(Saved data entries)
##############################

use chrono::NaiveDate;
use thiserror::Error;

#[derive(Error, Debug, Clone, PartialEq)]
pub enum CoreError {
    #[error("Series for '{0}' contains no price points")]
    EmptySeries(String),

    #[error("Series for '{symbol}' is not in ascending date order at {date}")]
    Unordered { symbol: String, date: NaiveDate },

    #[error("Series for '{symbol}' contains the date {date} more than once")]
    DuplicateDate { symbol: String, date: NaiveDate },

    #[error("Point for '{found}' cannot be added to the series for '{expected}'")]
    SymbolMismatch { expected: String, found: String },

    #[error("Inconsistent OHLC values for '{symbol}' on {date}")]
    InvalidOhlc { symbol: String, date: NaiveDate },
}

##############################

Your task is to retype, exactly and only, the lines from the one with "pub enum CoreError" through the final line above.

• Task result:
pub enum CoreError {
    #[error("Series for '{0}' contains no price points")]
    EmptySeries(String),

    #[error("Series for '{symbol}' is not in ascending date order at {date}")]
    Unordered { symbol: String, date: NaiveDate },

    #[error("Series for '{symbol}' contains the date {date} more than once")]
    DuplicateDate { symbol: String, date: NaiveDate },

    #[error("Point for '{found}' cannot be added to the series for '{expected}'")]
    SymbolMismatch { expected: String, found: String },

    #[error("Inconsistent OHLC values for '{symbol}' on {date}")]
    InvalidOhlc { symbol: String, date: NaiveDate },
}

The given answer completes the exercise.